(TRY IT)
Take the entries that follow and return exactly the lines from the one holding "let x = excitation(400);" through the one holding "for (l, d) in", both included. Nothing else is needed.

(GIVEN DATA)
──────────────────────────────

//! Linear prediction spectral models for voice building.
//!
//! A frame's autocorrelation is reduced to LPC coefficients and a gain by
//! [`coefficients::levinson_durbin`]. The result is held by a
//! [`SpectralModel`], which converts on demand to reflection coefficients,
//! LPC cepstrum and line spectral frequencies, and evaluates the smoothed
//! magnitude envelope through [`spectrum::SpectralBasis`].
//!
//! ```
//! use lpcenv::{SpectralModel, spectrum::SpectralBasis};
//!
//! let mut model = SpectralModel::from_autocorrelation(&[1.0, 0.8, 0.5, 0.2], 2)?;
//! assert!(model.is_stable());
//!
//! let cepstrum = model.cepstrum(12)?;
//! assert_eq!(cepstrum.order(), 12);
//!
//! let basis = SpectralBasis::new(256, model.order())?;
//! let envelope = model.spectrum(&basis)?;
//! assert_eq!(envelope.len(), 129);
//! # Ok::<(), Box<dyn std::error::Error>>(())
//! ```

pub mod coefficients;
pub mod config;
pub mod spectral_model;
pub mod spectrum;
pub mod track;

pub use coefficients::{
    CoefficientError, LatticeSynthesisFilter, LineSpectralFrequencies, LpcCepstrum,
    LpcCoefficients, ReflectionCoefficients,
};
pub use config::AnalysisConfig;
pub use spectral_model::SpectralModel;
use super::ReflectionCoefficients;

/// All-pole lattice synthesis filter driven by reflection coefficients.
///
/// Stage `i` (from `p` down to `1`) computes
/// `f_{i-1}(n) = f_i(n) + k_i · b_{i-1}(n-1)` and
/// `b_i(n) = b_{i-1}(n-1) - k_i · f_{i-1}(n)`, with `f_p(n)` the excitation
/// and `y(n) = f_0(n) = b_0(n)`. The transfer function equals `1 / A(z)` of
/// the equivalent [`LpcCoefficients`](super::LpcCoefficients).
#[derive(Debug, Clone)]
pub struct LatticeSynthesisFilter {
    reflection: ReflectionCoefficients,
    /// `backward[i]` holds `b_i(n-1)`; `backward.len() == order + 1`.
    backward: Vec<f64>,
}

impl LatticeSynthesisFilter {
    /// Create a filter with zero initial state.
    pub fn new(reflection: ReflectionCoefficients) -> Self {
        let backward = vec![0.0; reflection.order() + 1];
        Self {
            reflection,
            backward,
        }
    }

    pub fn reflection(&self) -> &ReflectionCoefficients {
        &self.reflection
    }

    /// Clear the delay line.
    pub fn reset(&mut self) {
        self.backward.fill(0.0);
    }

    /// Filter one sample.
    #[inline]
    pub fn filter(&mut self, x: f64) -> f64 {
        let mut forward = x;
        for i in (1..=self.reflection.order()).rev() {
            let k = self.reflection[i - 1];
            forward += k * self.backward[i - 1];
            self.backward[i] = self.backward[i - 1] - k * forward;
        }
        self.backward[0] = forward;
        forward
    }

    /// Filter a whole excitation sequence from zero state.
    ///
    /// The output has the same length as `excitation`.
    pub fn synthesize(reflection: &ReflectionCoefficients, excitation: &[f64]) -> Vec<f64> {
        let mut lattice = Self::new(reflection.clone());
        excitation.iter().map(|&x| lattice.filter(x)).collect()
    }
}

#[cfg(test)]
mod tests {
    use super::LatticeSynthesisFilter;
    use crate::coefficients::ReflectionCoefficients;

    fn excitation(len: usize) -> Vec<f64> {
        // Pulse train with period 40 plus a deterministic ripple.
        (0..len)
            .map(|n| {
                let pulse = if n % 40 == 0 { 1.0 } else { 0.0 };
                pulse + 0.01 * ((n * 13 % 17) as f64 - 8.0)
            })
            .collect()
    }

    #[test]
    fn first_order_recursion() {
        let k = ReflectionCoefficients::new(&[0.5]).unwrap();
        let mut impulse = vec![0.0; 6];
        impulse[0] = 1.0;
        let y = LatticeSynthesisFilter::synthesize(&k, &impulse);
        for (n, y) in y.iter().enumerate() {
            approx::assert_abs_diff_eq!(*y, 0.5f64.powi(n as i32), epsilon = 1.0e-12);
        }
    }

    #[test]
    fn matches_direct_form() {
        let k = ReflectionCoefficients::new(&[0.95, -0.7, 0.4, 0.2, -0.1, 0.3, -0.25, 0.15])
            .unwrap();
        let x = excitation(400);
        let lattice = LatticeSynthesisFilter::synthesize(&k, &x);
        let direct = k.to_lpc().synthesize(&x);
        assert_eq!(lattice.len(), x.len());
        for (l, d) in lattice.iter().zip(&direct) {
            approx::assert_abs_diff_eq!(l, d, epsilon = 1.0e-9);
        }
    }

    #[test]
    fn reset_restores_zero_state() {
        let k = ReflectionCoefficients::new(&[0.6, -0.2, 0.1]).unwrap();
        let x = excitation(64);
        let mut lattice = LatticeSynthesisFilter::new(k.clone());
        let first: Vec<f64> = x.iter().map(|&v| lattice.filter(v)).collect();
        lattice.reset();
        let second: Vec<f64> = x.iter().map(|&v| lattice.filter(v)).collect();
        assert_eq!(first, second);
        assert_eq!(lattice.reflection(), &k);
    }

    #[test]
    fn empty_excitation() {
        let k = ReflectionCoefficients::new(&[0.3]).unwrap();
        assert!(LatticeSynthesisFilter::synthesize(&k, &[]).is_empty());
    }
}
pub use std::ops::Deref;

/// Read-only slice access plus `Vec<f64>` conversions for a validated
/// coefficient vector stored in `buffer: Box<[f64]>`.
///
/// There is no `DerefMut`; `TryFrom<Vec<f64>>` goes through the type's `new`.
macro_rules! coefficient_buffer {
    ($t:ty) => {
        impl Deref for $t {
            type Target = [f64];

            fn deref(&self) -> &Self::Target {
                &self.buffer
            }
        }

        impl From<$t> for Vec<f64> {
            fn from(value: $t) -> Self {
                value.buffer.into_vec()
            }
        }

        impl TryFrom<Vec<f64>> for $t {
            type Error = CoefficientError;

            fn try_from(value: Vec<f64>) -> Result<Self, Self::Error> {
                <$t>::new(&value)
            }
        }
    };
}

──────────────────────────────

(ANSWER BOX)
        let x = excitation(400);
        let lattice = LatticeSynthesisFilter::synthesize(&k, &x);
        let direct = k.to_lpc().synthesize(&x);
        assert_eq!(lattice.len(), x.len());
        for (l, d) in lattice.iter().zip(&direct) {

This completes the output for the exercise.